Weekly Robotics #17
1) Bend-It: Design and Fabrication of Kinetic Wire Characters.
INFO: Disney Research has created a technique for producing kinetic wire characters using CNC bending machines. Researchers introduce spring-like templates in the wire so that the wire doesn’t experience plastic deformation.
2) Why Doesn’t Amazon Deliver my Stuff via Drone? An Interview with Colin Snow on Drone Delivery.
INFO: In this short interview Colin Snow of Skylogic Research talks about the challenges facing the concept of drone delivery.
3) This Plant Is Driving Its Own Robot.
INFO: Harpreet Sareen from MIT Media Lab is measuring signals from the plant and based on them drive the mobile robot base towards where plant “tells it to”.
INFO: BehaviourTree.CPP is a C++ framework for creating Behaviour Trees which might serve as an alternative to Finite State Machine (FSM) for complex task planning. The github project contains a link to a video presenting the BehaviourTree.CPP in action. The project is open sourced under MIT licence.
5) China prepares mission to land a rover-lander combination on moon’s far side.
INFO: Chang’e 4 is a mission aiming to land on the dark side of the moon. The goal of the mission is to perform above and below surface exploration and possibly radio-astronomical studies. The mission launched on 7th of December and is expected to touch down on 3rd of January 2019.

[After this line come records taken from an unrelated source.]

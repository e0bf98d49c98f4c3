//! Request validation for lifecycle operations

use crate::error::{VmError, VmResult};
use crate::models::VmConfig;

pub fn validate_vm_id(vm_id: &str) -> VmResult<()> {
    if vm_id.trim().is_empty() {
        return Err(VmError::invalid("vm_id is required"));
    }
    Ok(())
}

/// Validate a VM configuration before it reaches the backend
///
/// Requires CPU, memory and boot sections and at least one storage device
/// with a path. The device at index 0 is the implied root device when none
/// is explicitly marked.
pub fn validate_vm_config(config: &VmConfig) -> VmResult<()> {
    let cpu = config
        .cpu
        .as_ref()
        .ok_or_else(|| VmError::invalid("cpu configuration is required"))?;
    if cpu.vcpu_count == 0 {
        return Err(VmError::invalid("vcpu_count must be greater than 0"));
    }
    if let Some(max) = cpu.max_vcpu_count {
        if max < cpu.vcpu_count {
            return Err(VmError::invalid(format!(
                "max_vcpu_count ({}) must be >= vcpu_count ({})",
                max, cpu.vcpu_count
            )));
        }
    }

    let memory = config
        .memory
        .as_ref()
        .ok_or_else(|| VmError::invalid("memory configuration is required"))?;
    if memory.size_bytes == 0 {
        return Err(VmError::invalid("memory size_bytes must be greater than 0"));
    }

    let boot = config
        .boot
        .as_ref()
        .ok_or_else(|| VmError::invalid("boot configuration is required"))?;
    if boot.kernel_path.trim().is_empty() {
        return Err(VmError::invalid("kernel_path is required"));
    }

    if config.storage.is_empty() {
        return Err(VmError::invalid("at least one storage device is required"));
    }

    let mut has_root = false;
    for (i, disk) in config.storage.iter().enumerate() {
        if disk.path.trim().is_empty() {
            return Err(VmError::invalid(format!(
                "storage device {} path is required",
                i
            )));
        }
        if disk.is_root_device || i == 0 {
            has_root = true;
        }
    }
    if !has_root {
        return Err(VmError::invalid("a root storage device is required"));
    }

    Ok(())
}

#[cfg(test)]
mod tests {
    use super::*;
    use crate::models::{CpuConfig, MemoryConfig, StorageDevice};
    use crate::test_support::valid_vm_config as valid_config;

    #[test]
    fn test_valid_config_accepted() {
        assert!(validate_vm_config(&valid_config()).is_ok());
    }

    #[test]
    fn test_empty_vm_id_rejected() {
        assert!(matches!(
            validate_vm_id(""),
            Err(VmError::InvalidArgument(_))
        ));
        assert!(validate_vm_id("   ").is_err());
        assert!(validate_vm_id("vm-123").is_ok());
    }

    #[test]
    fn test_missing_sections_rejected() {
        let mut config = valid_config();
        config.cpu = None;
        assert!(validate_vm_config(&config).is_err());

        let mut config = valid_config();
        config.memory = None;
        assert!(validate_vm_config(&config).is_err());

        let mut config = valid_config();
        config.boot = None;
        assert!(validate_vm_config(&config).is_err());
    }

    #[test]
    fn test_cpu_bounds() {
        let mut config = valid_config();
        config.cpu = Some(CpuConfig {
            vcpu_count: 0,
            max_vcpu_count: None,
        });
        assert!(validate_vm_config(&config).is_err());

        config.cpu = Some(CpuConfig {
            vcpu_count: 4,
            max_vcpu_count: Some(2),
        });
        let err = validate_vm_config(&config).unwrap_err();
        assert!(err.to_string().contains("max_vcpu_count"));
    }

    #[test]
    fn test_zero_memory_and_empty_kernel_rejected() {
        let mut config = valid_config();
        config.memory = Some(MemoryConfig { size_bytes: 0 });
        assert!(validate_vm_config(&config).is_err());

        let mut config = valid_config();
        config.boot.as_mut().unwrap().kernel_path = String::new();
        assert!(validate_vm_config(&config).is_err());
    }

    #[test]
    fn test_storage_required() {
        let mut config = valid_config();
        config.storage.clear();
        let err = validate_vm_config(&config).unwrap_err();
        assert!(err.to_string().contains("storage"));
    }

    #[test]
    fn test_storage_path_required() {
        let mut config = valid_config();
        config.storage.push(StorageDevice {
            id: "data".to_string(),
            path: String::new(),
            read_only: true,
            is_root_device: false,
        });
        assert!(validate_vm_config(&config).is_err());
    }

    #[test]
    fn test_explicit_root_device_anywhere() {
        let mut config = valid_config();
        config.storage.push(StorageDevice {
            id: "root".to_string(),
            path: "/var/lib/metald/root2.ext4".to_string(),
            read_only: false,
            is_root_device: true,
        });
        assert!(validate_vm_config(&config).is_ok());
    }
}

6) CIMON robot debuts at ISS.
INFO: CIMON (Crew Interactive Mobile CompanioN) is a robot assistant that was deployed to International Space Station. The robot was designed by DLR, Airbus and IBM and is using ISS WiFi and transmits the voice commands to Earth so that they can be processed by Watson, an IBM natural-language processing computer.
7) Publication of the week - Two Years of Visual Odometry on the Mars Exploration Rovers (2006).
INFO: Did you know that Martian rovers Spirit and Opportunity had were equipped with 45 deg Field Of View (FOV) cameras producing 256x256 pixel stereo images for visual odometry providing a rover pose estimation in 6 degrees of freedom? According to the article the Visual Odometry started as an “extra credit” functionality but ended up being a critical safety system. In the first 10.7 km driven by the rovers the visual odometry was used for over 14% of navigation, mainly on steep terrain. The disadvantage that came with the visual odometry on those rovers is that it slowed down the robots by the order of magnitude, since the calculations were run on a 20 MHz CPU.